#### Exercise details
From the entries that follow, copy every line with the word "attendance".

────────────────────

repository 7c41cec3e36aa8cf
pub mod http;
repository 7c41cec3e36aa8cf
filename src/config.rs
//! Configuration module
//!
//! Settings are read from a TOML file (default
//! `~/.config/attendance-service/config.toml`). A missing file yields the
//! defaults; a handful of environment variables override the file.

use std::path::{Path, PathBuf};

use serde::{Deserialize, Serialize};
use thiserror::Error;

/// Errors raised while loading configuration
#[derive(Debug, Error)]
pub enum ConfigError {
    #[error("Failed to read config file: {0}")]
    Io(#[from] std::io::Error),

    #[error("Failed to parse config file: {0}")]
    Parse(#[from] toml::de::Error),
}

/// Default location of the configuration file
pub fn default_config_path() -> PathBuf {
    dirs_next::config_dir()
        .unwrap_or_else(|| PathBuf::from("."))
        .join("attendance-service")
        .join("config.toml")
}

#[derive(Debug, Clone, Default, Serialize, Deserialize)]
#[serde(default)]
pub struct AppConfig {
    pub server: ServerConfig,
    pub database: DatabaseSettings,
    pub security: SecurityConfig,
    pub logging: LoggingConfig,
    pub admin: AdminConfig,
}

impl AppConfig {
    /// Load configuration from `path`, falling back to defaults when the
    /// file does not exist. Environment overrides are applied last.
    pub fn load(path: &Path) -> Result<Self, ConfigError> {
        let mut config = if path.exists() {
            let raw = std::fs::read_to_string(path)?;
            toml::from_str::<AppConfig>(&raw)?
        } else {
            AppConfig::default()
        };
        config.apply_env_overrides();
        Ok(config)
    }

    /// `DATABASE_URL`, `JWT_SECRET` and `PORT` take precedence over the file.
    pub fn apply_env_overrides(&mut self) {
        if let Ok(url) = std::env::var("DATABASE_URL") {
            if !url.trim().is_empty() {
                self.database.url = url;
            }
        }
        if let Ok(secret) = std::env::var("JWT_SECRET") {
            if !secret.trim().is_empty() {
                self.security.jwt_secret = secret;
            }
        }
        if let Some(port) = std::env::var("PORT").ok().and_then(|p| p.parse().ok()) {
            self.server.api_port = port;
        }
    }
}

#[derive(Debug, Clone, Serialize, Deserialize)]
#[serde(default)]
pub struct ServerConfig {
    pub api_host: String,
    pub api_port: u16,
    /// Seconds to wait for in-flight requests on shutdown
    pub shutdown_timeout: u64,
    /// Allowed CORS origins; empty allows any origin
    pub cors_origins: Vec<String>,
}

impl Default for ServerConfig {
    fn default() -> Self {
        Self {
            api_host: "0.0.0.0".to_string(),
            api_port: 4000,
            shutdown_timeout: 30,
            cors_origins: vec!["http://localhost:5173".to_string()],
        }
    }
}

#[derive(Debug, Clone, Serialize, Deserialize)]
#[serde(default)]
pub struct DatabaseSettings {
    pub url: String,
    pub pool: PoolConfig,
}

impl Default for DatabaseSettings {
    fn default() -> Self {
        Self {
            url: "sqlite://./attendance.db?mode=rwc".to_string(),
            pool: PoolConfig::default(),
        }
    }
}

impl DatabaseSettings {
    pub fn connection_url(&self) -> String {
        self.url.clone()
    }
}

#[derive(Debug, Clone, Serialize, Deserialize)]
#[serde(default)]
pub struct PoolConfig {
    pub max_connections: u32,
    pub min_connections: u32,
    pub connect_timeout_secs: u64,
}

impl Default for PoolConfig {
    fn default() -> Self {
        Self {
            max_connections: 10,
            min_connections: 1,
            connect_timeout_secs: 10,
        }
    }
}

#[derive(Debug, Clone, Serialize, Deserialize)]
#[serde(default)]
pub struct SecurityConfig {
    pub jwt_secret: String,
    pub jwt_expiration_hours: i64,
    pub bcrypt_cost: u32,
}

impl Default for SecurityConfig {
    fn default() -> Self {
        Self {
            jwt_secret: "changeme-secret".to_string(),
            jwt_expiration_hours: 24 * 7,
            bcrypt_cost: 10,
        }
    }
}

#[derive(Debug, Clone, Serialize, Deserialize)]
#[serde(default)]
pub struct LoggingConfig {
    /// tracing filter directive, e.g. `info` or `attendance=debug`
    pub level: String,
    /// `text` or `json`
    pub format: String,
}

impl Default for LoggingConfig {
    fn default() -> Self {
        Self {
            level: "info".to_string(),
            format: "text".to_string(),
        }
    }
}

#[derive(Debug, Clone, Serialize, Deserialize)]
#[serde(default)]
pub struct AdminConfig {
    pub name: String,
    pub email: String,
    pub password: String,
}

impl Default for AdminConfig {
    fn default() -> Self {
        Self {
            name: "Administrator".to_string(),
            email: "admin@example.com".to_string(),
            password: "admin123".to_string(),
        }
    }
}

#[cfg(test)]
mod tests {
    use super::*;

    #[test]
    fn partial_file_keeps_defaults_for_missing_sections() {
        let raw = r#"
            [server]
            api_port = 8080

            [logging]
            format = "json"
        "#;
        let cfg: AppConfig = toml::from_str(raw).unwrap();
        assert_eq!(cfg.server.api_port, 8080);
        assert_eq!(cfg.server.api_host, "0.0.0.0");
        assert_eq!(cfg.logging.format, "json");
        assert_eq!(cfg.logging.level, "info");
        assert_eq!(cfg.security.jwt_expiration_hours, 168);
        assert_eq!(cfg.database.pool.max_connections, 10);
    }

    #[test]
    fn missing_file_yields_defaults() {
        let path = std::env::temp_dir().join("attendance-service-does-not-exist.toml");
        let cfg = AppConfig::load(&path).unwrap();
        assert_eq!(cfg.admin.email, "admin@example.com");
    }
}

────────────────────

#### Reply
//! `~/.config/attendance-service/config.toml`). A missing file yields the
        .join("attendance-service")
            url: "sqlite://./attendance.db?mode=rwc".to_string(),
    /// tracing filter directive, e.g. `info` or `attendance=debug`
        let path = std::env::temp_dir().join("attendance-service-does-not-exist.toml");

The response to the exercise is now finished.